External Resources:

Amit R. Majithia, MD.


Assistant Professor of Medicine and Pediatrics
Division of Endocrinology

Email: amajithia@ucsd.edu

Pathways/processes: Insulin resistance
Teams/collaborations: Trey Idekker, Jerrold Olefsky
Approaches: Bioinformatics, high-throughput sequencing, saturation mutagenesis, functional genomic screens, pharmacogenetics
Diseases: Diabetes, cardiovascular disease, fatty liver disease


Our goal is to identify genes causing insulin resistance in humans in order to find new therapeutic targets for diabetes and cardiometabolic diseases. Our approach to discovery is grounded in human genetics, clarified through systematic, high throughput experimentation in human cells, and calibrated by its relevance to clinical disease. We use massively parallel genome engineering to re-create mutations identified in patients and develop high-throughput assays to interrogate function in human cell models.
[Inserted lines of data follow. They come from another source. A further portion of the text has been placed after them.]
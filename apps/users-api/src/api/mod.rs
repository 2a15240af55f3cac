//! API routes module
//!
//! This module defines all HTTP API routes for the users service.

pub mod health;
pub mod users;

use axum::Router;

use crate::state::AppState;

/// Create all API routes
/// Note: These are nested under /api by axum_helpers::create_router
pub fn routes(state: &AppState) -> Router {
    Router::new()
        .nest("/users", users::router(state))
        .merge(health::router(state.clone()))
}

#[cfg(test)]
mod tests {
    use super::*;
    use crate::config::{Config, Environment, UsersConfig};
    use crate::openapi::ApiDoc;
    use axum::body::Body;
    use axum::http::{Request, StatusCode};
    use axum_helpers::{create_router, health_router};
    use core_config::{app_info, server::ServerConfig};
    use http_body_util::BodyExt;
    use serde_json::Value;
    use tower::ServiceExt;

    fn unavailable_app() -> Router {
        let state = AppState {
            config: Config {
                app: app_info!(),
                mongodb: Err("MONGO_URI is not set".into()),
                server: ServerConfig::default(),
                users: UsersConfig::default(),
                environment: Environment::Development,
            },
            mongo: Err("MONGO_URI is not set".into()),
        };

        create_router::<ApiDoc>(routes(&state))
            .unwrap()
            .merge(health_router(state.config.app))
    }

    async fn get(app: Router, uri: &str) -> (StatusCode, Value) {
        let response = app
            .oneshot(Request::builder().uri(uri).body(Body::empty()).unwrap())
            .await
            .unwrap();
        let status = response.status();
        let bytes = response.into_body().collect().await.unwrap().to_bytes();
        (status, serde_json::from_slice(&bytes).unwrap_or(Value::Null))
    }

    #[tokio::test]
    async fn test_users_route_reports_store_error() {
        let (status, body) = get(unavailable_app(), "/api/users").await;
        assert_eq!(status, StatusCode::INTERNAL_SERVER_ERROR);
        assert_eq!(body["error"], "MONGO_URI is not set");
    }

    #[tokio::test]
    async fn test_ready_is_503_without_store() {
        let (status, body) = get(unavailable_app(), "/api/ready").await;
        assert_eq!(status, StatusCode::SERVICE_UNAVAILABLE);
        assert_eq!(body["status"], "not ready");
        assert_eq!(body["mongodb"], "disconnected");
    }

    #[tokio::test]
    async fn test_health_and_docs_are_served() {
        let (status, body) = get(unavailable_app(), "/health").await;
        assert_eq!(status, StatusCode::OK);
        assert_eq!(body["name"], "users_api");

        let (status, doc) = get(unavailable_app(), "/api-docs/openapi.json").await;
        assert_eq!(status, StatusCode::OK);
        assert!(doc["paths"]["/api/users"].is_object());
        assert!(doc["paths"]["/api/users/{id}"].is_object());
    }

    #[tokio::test]
    async fn test_unknown_route_is_404_json() {
        let (status, body) = get(unavailable_app(), "/api/nope").await;
        assert_eq!(status, StatusCode::NOT_FOUND);
        assert!(body["error"].is_string());
    }
}
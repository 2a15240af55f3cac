//! # Axum Helpers
//!
//! A collection of utilities, middleware, and helpers for building Axum web applications.
//!
//! ## Modules
//!
//! - **[`server`]**: Router setup, health checks, graceful shutdown
//! - **[`http`]**: HTTP middleware (CORS)
//! - **[`errors`]**: `{ "error": ... }` error responses
//! - **[`extractors`]**: Custom extractors (ObjectId path, JSON body, query string)
//!
//! ## Quick Start
//!
//! ```ignore
//! use axum_helpers::server::{create_production_app, create_router};
//! use core_config::server::ServerConfig;
//! use utoipa::OpenApi;
//!
//! #[derive(OpenApi)]
//! #[openapi(paths())]
//! struct ApiDoc;
//!
//! #[tokio::main]
//! async fn main() -> std::io::Result<()> {
//!     let router = create_router::<ApiDoc>(axum::Router::new())?;
//!     let config = ServerConfig::default();
//!     create_production_app(router, &config, std::time::Duration::from_secs(30), async {}).await
//! }
//! ```

pub mod errors;
pub mod extractors;
pub mod http;
pub mod server;

// Re-export server types
pub use server::{
    HealthCheckFuture, HealthResponse, create_production_app, create_router, health_router,
    run_health_checks, shutdown_signal,
};

// Re-export HTTP middleware
pub use http::{cors_layer_from_env, create_cors_layer, create_permissive_cors_layer};

// Re-export error types
pub use errors::{AppError, ErrorResponse, error_response};

// Re-export extractors
pub use extractors::{BodyJson, ObjectIdPath, QueryParams};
We apply bioinformatics and statistics to make sense of this data integrating 1) human mutations, 2) cellular function, and 3) metabolic/glycemic phenotypes of the individuals who harbor them. Using this approach, we have discovered novel missense mutations that greatly increase risk for type 2 diabetes. As a complementary aim towards precision medicine, we develop tools for clinical genome interpretation powered by high-throughput experimental data.